Belfast & Northern Ireland

The Plantation of Ulster

more than a year ago
The Plantation of Ulster is considered a controversial period in our history, leading, ultimately, to the partition and subsequent strife of Ireland (check out the comprehensive video below).

It was initiated in 1607, following the flight of the Earls, which created a power vacuum and left the northern part of Ireland relatively sparsely populated.

Six counties were chosen: Armagh, Tyrone, Fermanagh, Coleraine (now Londonderry), Donegal and Cavan and Protestant settlers from England and Scotland were encouraged to migrate and expected to observe the Anglican faith of the monarchy.

It was hoped that this would transform Ulster into a productive and loyal territory, after its unruly and turbulent past.

That this plantation succeeded, where that of Munster and The Pale (Greater Dublin) failed, was largely due to the large numbers of Scottish settlers that arrived predominately in Antrim and Down, ironically outside the official plantation counties.
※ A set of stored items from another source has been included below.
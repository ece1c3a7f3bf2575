use askama::Template;
use axum::{
    extract::{Query, State},
    response::Html,
    routing::get,
    Extension, Json, Router,
};
use serde::Deserialize;
use skyfare_catalog::PriceSummary;
use skyfare_core::{BookingSelection, Flight, Identity, TripType};
use uuid::Uuid;

use crate::{error::AppError, pages::render_page, state::AppState};

pub fn page_routes() -> Router<AppState> {
    Router::new()
        .route("/booking", get(booking_page))
        .route("/booking/summary", get(summary_page))
}

pub fn api_routes() -> Router<AppState> {
    Router::new().route("/summary", get(summary_api))
}

// ============================================================================
// Request/Response Types
// ============================================================================

#[derive(Debug, Deserialize)]
pub struct SummaryQuery {
    pub flight: Uuid,
    /// Form selects submit an empty string for "no return flight".
    #[serde(default)]
    pub return_flight: Option<String>,
    #[serde(default = "default_passengers")]
    pub passengers: u32,
    pub trip_type: TripType,
}

fn default_passengers() -> u32 { 1 }

struct FlightOption {
    id: Uuid,
    label: String,
}

#[derive(Template)]
#[template(path = "booking.html")]
struct BookingTemplate {
    traveller: String,
    flights: Vec<FlightOption>,
}

#[derive(Template)]
#[template(path = "summary.html")]
struct SummaryTemplate {
    traveller: String,
    route: String,
    summary: PriceSummary,
}

fn traveller_name(identity: &Identity) -> String {
    match &identity.email {
        Some(email) => email.expose().clone(),
        None => identity.id.clone(),
    }
}

// ============================================================================
// Handlers
// ============================================================================

/// GET /booking
async fn booking_page(
    State(state): State<AppState>,
    Extension(identity): Extension<Identity>,
) -> Result<Html<String>, AppError> {
    let flights = state
        .flights
        .list_flights()
        .await?
        .into_iter()
        .map(|f| FlightOption {
            id: f.id,
            label: format!(
                "{} {} → {} ({})",
                f.flight_number,
                f.departure_city,
                f.arrival_city,
                state.pricing.format_price(f.price)
            ),
        })
        .collect();

    render_page(&BookingTemplate {
        traveller: traveller_name(&identity),
        flights,
    })
}

/// GET /booking/summary
async fn summary_page(
    State(state): State<AppState>,
    Extension(identity): Extension<Identity>,
    Query(query): Query<SummaryQuery>,
) -> Result<Html<String>, AppError> {
    let selection = load_selection(&state, query).await?;
    let summary = PriceSummary::build(&selection, &state.pricing);

    render_page(&SummaryTemplate {
        traveller: traveller_name(&identity),
        route: route_heading(&selection),
        summary,
    })
}

/// Page heading naming every leg of the trip.
fn route_heading(selection: &BookingSelection) -> String {
    let outbound = &selection.flight;
    let heading = format!("{} → {}", outbound.departure_city, outbound.arrival_city);

    match &selection.return_flight {
        Some(back) if back.departure_city == outbound.arrival_city => {
            format!("{} → {} (round trip)", heading, back.arrival_city)
        }
        Some(back) => format!(
            "{}, {} → {} (round trip)",
            heading, back.departure_city, back.arrival_city
        ),
        None => heading,
    }
}

/// GET /api/v1/summary
async fn summary_api(
    State(state): State<AppState>,
    Query(query): Query<SummaryQuery>,
) -> Result<Json<PriceSummary>, AppError> {
    let selection = load_selection(&state, query).await?;
    Ok(Json(PriceSummary::build(&selection, &state.pricing)))
}

async fn find_flight(state: &AppState, id: Uuid) -> Result<Flight, AppError> {
    state
        .flights
        .get_flight(id)
        .await?
        .ok_or_else(|| AppError::NotFoundError(format!("Flight {} not found", id)))
}

async fn load_selection(state: &AppState, query: SummaryQuery) -> Result<BookingSelection, AppError> {
    let flight = find_flight(state, query.flight).await?;

    let return_id = query
        .return_flight
        .as_deref()
        .map(str::trim)
        .filter(|raw| !raw.is_empty());

    let return_flight = match (query.trip_type, return_id) {
        (TripType::RoundTrip, Some(raw)) => {
            let id = Uuid::parse_str(raw)
                .map_err(|_| AppError::ValidationError(format!("'{}' is not a flight id", raw)))?;
            Some(find_flight(state, id).await?)
        }
        (TripType::OneWay, Some(_)) => {
            tracing::debug!("Dropping return flight from one-way selection");
            None
        }
        (_, None) => None,
    };

    BookingSelection::new(flight, return_flight, query.passengers, query.trip_type)
        .map_err(|e| AppError::ValidationError(e.to_string()))
}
They brought with with them their Scots language – a Germanic language that has a common origin with English and was the everyday tongue of the 17th century lowland Scotland, as well as their Presbyterian faith, which put them at odds very often with the authorities.

This in turn led a great many to seek a new “promised land” further west in America, where they prospered enormously, providing many presidents and a huge influence over the United States.

Many of those that remained took encouragement from their American cousins after they gained independence from Britain, rebelling in 1798 alongside the Irish Catholics under Wolfe Tone with the United Irishmen.

This failed, and during the 19th century Anglicans, Presbyterians and other dissenters pulled together, developing a distinctive culture that most Northern Irish Protestants maintain to this day, loyal to the crown and proud of a shared and unique history.